The time is right for the world’s major central banks to reconsider the framework they use in conducting monetary policy. The US Federal Reserve and the European Central Bank are grappling with sustained economic weakness, despite years of low interest rates. In Japan, Shinzō Abe of the Liberal Democratic Party’s (LDP) was elected prime minister December 16 on a platform of switching to a new, more expansionary, monetary policy. Mark Carney, the incoming governor of the Bank of England, has made clear that he is open to new thinking.
Monetary policymakers would do well to consider a shift toward targeting nominal GDP. (Carney is evidently contemplating precisely this.) The switch could be phased in via two steps, without abandoning the established inflation anchor.
A number of monetary economists pointed out the robustness of nominal GDP targeting after monetarist rules broke down in the 1980s. (Meade and otherreferences are given below.) ”Robustness” refers to the target’s ability to hold up in the long term under various shocks. The context at that time was the need in the US and other advanced countries for an explicit anchor to help bring expected inflation rates down. The status quo regime to achieve this, during the heyday of monetarism, had been a money growth rule. Relative to the money growth rule, the advantage of nominal GDP targeting was robustness with respect to velocity shocks in particular.

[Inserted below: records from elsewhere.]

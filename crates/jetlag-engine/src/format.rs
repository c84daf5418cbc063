//! Number formatting shared by the generated text.

/// Format with one decimal place, rounding halves away from zero.
///
/// `format!("{:.1}")` rounds exact halves to even (`1.25` → `1.2`), which
/// reads oddly in advice text.
pub(crate) fn one_decimal(value: f64) -> String {
    format!("{:.1}", (value * 10.0).round() / 10.0)
}
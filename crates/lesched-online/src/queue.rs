//! Hand-off queue between the producer and the scheduler dispatcher.

use std::collections::VecDeque;
use std::sync::{Condvar, Mutex};

use lesched_solver::LinearEquation;

struct QueueState {
    queue: VecDeque<LinearEquation>,
    closed: bool,
}

/// Condvar-protected FIFO of arriving problems. One producer, one
/// consumer (the dispatch thread).
pub struct ProblemQueue {
    state: Mutex<QueueState>,
    cv: Condvar,
}

impl Default for ProblemQueue {
    fn default() -> Self {
        Self::new()
    }
}

impl ProblemQueue {
    pub fn new() -> Self {
        Self {
            state: Mutex::new(QueueState {
                queue: VecDeque::new(),
                closed: false,
            }),
            cv: Condvar::new(),
        }
    }

    pub fn push(&self, le: LinearEquation) {
        let mut state = self.state.lock().unwrap();
        debug_assert!(!state.closed, "push into a closed problem queue");
        state.queue.push_back(le);
        drop(state);
        self.cv.notify_one();
    }

    /// Close the queue: `wait_pop` drains what is left, then reports the
    /// end of the series.
    pub fn close(&self) {
        self.state.lock().unwrap().closed = true;
        self.cv.notify_all();
    }

    /// Block until a problem arrives or the queue is closed and drained.
    /// Returns the problem together with the depth left behind it.
    pub fn wait_pop(&self) -> Option<(LinearEquation, usize)> {
        let mut state = self.state.lock().unwrap();
        loop {
            if let Some(le) = state.queue.pop_front() {
                let queued = state.queue.len();
                return Some((le, queued));
            }
            if state.closed {
                return None;
            }
            state = self.cv.wait(state).unwrap();
        }
    }

    pub fn len(&self) -> usize {
        self.state.lock().unwrap().queue.len()
    }

    pub fn is_empty(&self) -> bool {
        self.len() == 0
    }
}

These days the presumptive nominal anchor and cyclical context are both very different than they were in the 1980s. The popular regime is Inflation Targeting. The advantage of a nominal GDP target relative to a CPI target is robustness, in particular, with respect to supply shocks and terms of trade shocks. For example, a nominal GDP target for the European Central Bank could have avoided the mistake of July 2008: the ECB responded to a spike in world oil prices by raising interest rates to fight consumer price inflation — just as the economy was going into recession. A nominal GDP target for the US Federal Reserve might have avoided the mistake of excessively easy monetary policy during 2004-06, a period when nominal GDP growth exceeded 6 per cent.